AbstractShort peptide based Low‐molecular‐weight‐organogelators (LMWGs), or supramolecular gels have recently gained large attention due to their enormous application in several biophysical and biochemical contexts. Out of the 20 naturally occurring amino acids Phenylalanine (Phe) acts as a good organogelators. Biophysical parameters like heat, pH, and solvent polarity, along with light, ultrasound, ions, can affect in alteration of supramolecular self‐aggregation at the molecular level in moderate length of peptide sequences; however, we focused here on how the conformational characteristics and supramolecular assemblages of the excellent LMWG Phe would be influenced by its substitution with similar hydrophobic amino acids (e.g Ala) in the same organic solvent even in the shortest two residue sequence.

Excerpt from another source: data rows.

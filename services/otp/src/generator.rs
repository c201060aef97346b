//! 验证码生成

use rand::Rng;

/// 生成指定长度的纯数字验证码
pub trait CodeGenerator: Send + Sync {
    fn generate(&self, length: usize) -> String;
}

#[derive(Debug, Clone, Copy, Default)]
pub struct RandomCodeGenerator;

impl CodeGenerator for RandomCodeGenerator {
    fn generate(&self, length: usize) -> String {
        let mut rng = rand::thread_rng();
        (0..length)
            .map(|_| char::from(b'0' + rng.gen_range(0..10u8)))
            .collect()
    }
}
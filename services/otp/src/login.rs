//! 短信登录步骤
//!
//! 一次提交要么请求验证码，要么携带验证码完成校验。

use std::sync::Arc;

use courier_errors::AppResult;
use tracing::info;

use crate::flow::Flow;
use crate::service::AuthenticationService;

/// 发送验证码后返回给用户的提示
pub const CODE_SENT_MESSAGE: &str = "access code has been sent";

#[derive(Debug, Clone, Default, PartialEq, Eq)]
pub struct SmsLoginSubmission {
    pub phone: String,
    pub code: Option<String>,
}

/// 没有验证码或验证码为空白时视为请求发送
pub(crate) fn submitted_code(code: Option<&str>) -> Option<&str> {
    code.map(str::trim).filter(|code| !code.is_empty())
}

#[derive(Debug, Clone, PartialEq, Eq)]
pub enum LoginOutcome {
    /// 验证码已发送，等待用户再次提交
    CodeSent,
    /// 验证码校验通过
    Verified { phone: String },
}

impl LoginOutcome {
    pub fn message(&self) -> &'static str {
        match self {
            Self::CodeSent => CODE_SENT_MESSAGE,
            Self::Verified { .. } => "login code verified",
        }
    }
}

pub struct SmsLogin {
    service: Arc<dyn AuthenticationService>,
}

impl SmsLogin {
    pub fn new(service: Arc<dyn AuthenticationService>) -> Self {
        Self { service }
    }

    pub async fn login(
        &self,
        flow: &dyn Flow,
        submission: &SmsLoginSubmission,
    ) -> AppResult<LoginOutcome> {
        match submitted_code(submission.code.as_deref()) {
            None => {
                self.service.send_code(flow, &submission.phone).await?;
                info!(flow_id = %flow.id(), "SMS login code requested");
                Ok(LoginOutcome::CodeSent)
            }
            Some(code) => {
                self.service.verify_code(flow, code).await?;
                info!(flow_id = %flow.id(), "SMS login code accepted");
                Ok(LoginOutcome::Verified {
                    phone: submission.phone.clone(),
                })
            }
        }
    }
}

Using different microscopic and biophysical techniques, it is observed that the supreme capability of Phe residue as LMWG in the formation of supramolecular self‐aggregation in Hex‐Phe(1)‐Phe(2)‐OMe (FF) in organic solvents has been completely altered from fibrillary dendrimeric network to the crystalline phase by substitution with Ala at the C‐terminal [Hex‐Phe(1)‐Ala(2)‐OMe](FA) in a simple two residue sequence. This demonstrates unequivocally how a little change in the peptide side chain has the unique ability to form a distinct 3D supramolecular assembly and establishes the context‐dependent supramolecular morphology of the peptide‐based LMWG.